(Stored data)
--------------------------------

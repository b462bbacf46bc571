//! Fixed-size population of candidate solutions.

use serde::{Deserialize, Serialize};

use super::Solution;
use crate::error::Result;

/// An ordered collection of solutions.
///
/// The aggregate fitness ordering, not member identity, decides the best
/// member. Ties resolve to the lowest index.
///
/// # Examples
///
/// ```
/// use pdv_routing::models::{Population, Solution};
///
/// let mut a = Solution::new(vec![vec![0]]);
/// a.set_fitness(vec![4.0]);
/// let mut b = Solution::new(vec![vec![0]]);
/// b.set_fitness(vec![9.0]);
/// let pop = Population::new(vec![a, b]);
/// assert_eq!(pop.best_index(), Some(1));
/// assert_eq!(pop.total_fitness(), 13.0);
/// ```
#[derive(Debug, Clone, Default, Serialize, Deserialize)]
pub struct Population {
    members: Vec<Solution>,
}

impl Population {
    /// Wraps a set of solutions.
    pub fn new(members: Vec<Solution>) -> Self {
        Self { members }
    }

    /// Members in order.
    pub fn members(&self) -> &[Solution] {
        &self.members
    }

    /// Mutable access to the members.
    pub fn members_mut(&mut self) -> &mut [Solution] {
        &mut self.members
    }

    /// Member at `index`.
    pub fn get(&self, index: usize) -> Option<&Solution> {
        self.members.get(index)
    }

    /// Population size.
    pub fn len(&self) -> usize {
        self.members.len()
    }

    /// Returns `true` if there are no members.
    pub fn is_empty(&self) -> bool {
        self.members.is_empty()
    }

    /// Index of the member with the highest aggregate fitness.
    pub fn best_index(&self) -> Option<usize> {
        let mut best: Option<(usize, f64)> = None;
        for (i, s) in self.members.iter().enumerate() {
            match best {
                Some((_, f)) if s.fitness() <= f => {}
                _ => best = Some((i, s.fitness())),
            }
        }
        best.map(|(i, _)| i)
    }

    /// Member with the highest aggregate fitness.
    pub fn best(&self) -> Option<&Solution> {
        self.best_index().map(|i| &self.members[i])
    }

    /// Sum of the aggregate fitness of all members.
    pub fn total_fitness(&self) -> f64 {
        self.members.iter().map(Solution::fitness).sum()
    }

    /// Checks the partition invariant on every member.
    pub fn check_partition(&self, num_targets: usize) -> Result<()> {
        self.members
            .iter()
            .try_for_each(|s| s.check_partition(num_targets))
    }

    /// Consumes the population, returning its members.
    pub fn into_members(self) -> Vec<Solution> {
        self.members
    }
}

--------------------------------

*AIM OF THE EXERCISE:* Copy the entries above exactly. Miss none of them.

*EXERCISE RESPONSE:*
repository b462bbacf46bc571
//! Fixed-size population of candidate solutions.

use serde::{Deserialize, Serialize};

use super::Solution;
use crate::error::Result;

/// An ordered collection of solutions.
///
/// The aggregate fitness ordering, not member identity, decides the best
/// member. Ties resolve to the lowest index.
///
/// # Examples
///
/// ```
/// use pdv_routing::models::{Population, Solution};
///
/// let mut a = Solution::new(vec![vec![0]]);
/// a.set_fitness(vec![4.0]);
/// let mut b = Solution::new(vec![vec![0]]);
/// b.set_fitness(vec![9.0]);
/// let pop = Population::new(vec![a, b]);
/// assert_eq!(pop.best_index(), Some(1));
/// assert_eq!(pop.total_fitness(), 13.0);
/// ```
#[derive(Debug, Clone, Default, Serialize, Deserialize)]
pub struct Population {
    members: Vec<Solution>,
}

impl Population {
    /// Wraps a set of solutions.
    pub fn new(members: Vec<Solution>) -> Self {
        Self { members }
    }

    /// Members in order.
    pub fn members(&self) -> &[Solution] {
        &self.members
    }

    /// Mutable access to the members.
    pub fn members_mut(&mut self) -> &mut [Solution] {
        &mut self.members
    }

    /// Member at `index`.
    pub fn get(&self, index: usize) -> Option<&Solution> {
        self.members.get(index)
    }

    /// Population size.
    pub fn len(&self) -> usize {
        self.members.len()
    }

    /// Returns `true` if there are no members.
    pub fn is_empty(&self) -> bool {
        self.members.is_empty()
    }

    /// Index of the member with the highest aggregate fitness.
    pub fn best_index(&self) -> Option<usize> {
        let mut best: Option<(usize, f64)> = None;
        for (i, s) in self.members.iter().enumerate() {
            match best {
                Some((_, f)) if s.fitness() <= f => {}
                _ => best = Some((i, s.fitness())),
            }
        }
        best.map(|(i, _)| i)
    }

    /// Member with the highest aggregate fitness.
    pub fn best(&self) -> Option<&Solution> {
        self.best_index().map(|i| &self.members[i])
    }

    /// Sum of the aggregate fitness of all members.
    pub fn total_fitness(&self) -> f64 {
        self.members.iter().map(Solution::fitness).sum()
    }

    /// Checks the partition invariant on every member.
    pub fn check_partition(&self, num_targets: usize) -> Result<()> {
        self.members
            .iter()
            .try_for_each(|s| s.check_partition(num_targets))
    }

    /// Consumes the population, returning its members.
    pub fn into_members(self) -> Vec<Solution> {
        self.members
    }
}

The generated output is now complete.